Sunday, October 15, 2017

British Realism from the 1920s and '30s

The National Galleries of Scotland are currently hosting an exhibit called True to Life: British Realist Painting in the 1920s and 1930s.

The Yellow Glove by James Cowie (Scottish, 1886 - 1956)
For a long time, realism from the early 20th century was overshadowed by the fashion for abstract and pop art, but recently it has undergone a revival, driven by an enthusiastic public and a group of dynamic curators.

A City Garden, 1940, by James McIntosh Patrick
© The artist's estate / Bridgeman Images.
The curators observe that artists of the period were working in a particular mode of realism:
"...precise, hard-edged and graphic, and with minimal narrative detail, as opposed to loose and painterly. The Germans call it Neue Sachlichkeit [New Objectivity], and the Americans call it Magic Realism. British art of this sort doesn’t have a name, which is maybe one reason why it doesn’t win much attention. Art history tends to award points, as it were, to artists who introduce change. So the first artists to go abstract, or use film, or go minimalist, are viewed as important."
Many of the artists lived through the warring madness of the early 20th century. They used their realist training to offer moving statements about their times and about the universal truths of the human condition.

Why War? by Charles Spencelayh, 1938, oil on canvas, 94 x 115 cm.
Spencelayh's painting "Why War" shows an older man in his sitting room, with its souvenirs of previous conflicts, including a gas mask and helmet from World War I, the "war to end all wars." The headline on the newspaper says "Premier Flying to Hitler." His books, tea, and violin bring scant comfort to the ominous prospects of the coming conflagration.

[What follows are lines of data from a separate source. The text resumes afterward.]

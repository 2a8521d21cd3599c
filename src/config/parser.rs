use crate::config::types::Config;
use crate::config::validation::validate;
use crate::ConfigError;
use std::path::Path;

/// Loads and parses a configuration file from the given path
///
/// # Arguments
///
/// * `path` - Path to the TOML configuration file
///
/// # Returns
///
/// * `Ok(Config)` - Successfully loaded and validated configuration
/// * `Err(ConfigError)` - Failed to load, parse, or validate the configuration
///
/// # Example
///
/// ```no_run
/// use std::path::Path;
/// use review_harvester::config::load_config;
///
/// let config = load_config(Path::new("harvester.toml")).unwrap();
/// println!("Output directory: {}", config.crawler.output_dir);
/// ```
pub fn load_config(path: &Path) -> Result<Config, ConfigError> {
    let content = std::fs::read_to_string(path)?;
    parse_config(&content)
}

/// Parses and validates configuration from TOML text
pub fn parse_config(content: &str) -> Result<Config, ConfigError> {
    let config: Config = toml::from_str(content)?;
    validate(&config)?;
    Ok(config)
}

/// Loads the file at `path` when given, the built-in defaults otherwise
pub fn load_or_default(path: Option<&Path>) -> Result<Config, ConfigError> {
    match path {
        Some(path) => load_config(path),
        None => {
            let config = Config::default();
            validate(&config)?;
            Ok(config)
        }
    }
}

The curators say that an exhibit like this would have been hard to put together before the days of the internet because the works were sold through galleries, and the trail of custody was not well known. But thanks to the website ArtUK, which documents all the paintings in public collections in Great Britain, it has become possible to know where they ended up.
The show will be on view through October 29, 2017
Online essay: Short statement from the curators
Catalog: True To Life: British Realist Painting in the 1920s and 1930s
Previously on GurneyJourney: Magic Realism
Thanks, Sue Arnold, for telling me about it.

1 comment:

sfox said...

Why oh why don't these museums, which are always short of funds, create online versions of their catalogs that they can sell all over the world. Put it together once, sell it forever with no further effort. I'd buy one in a heartbeat for an exhibition like this. They're just leaving money on the table. Sigh.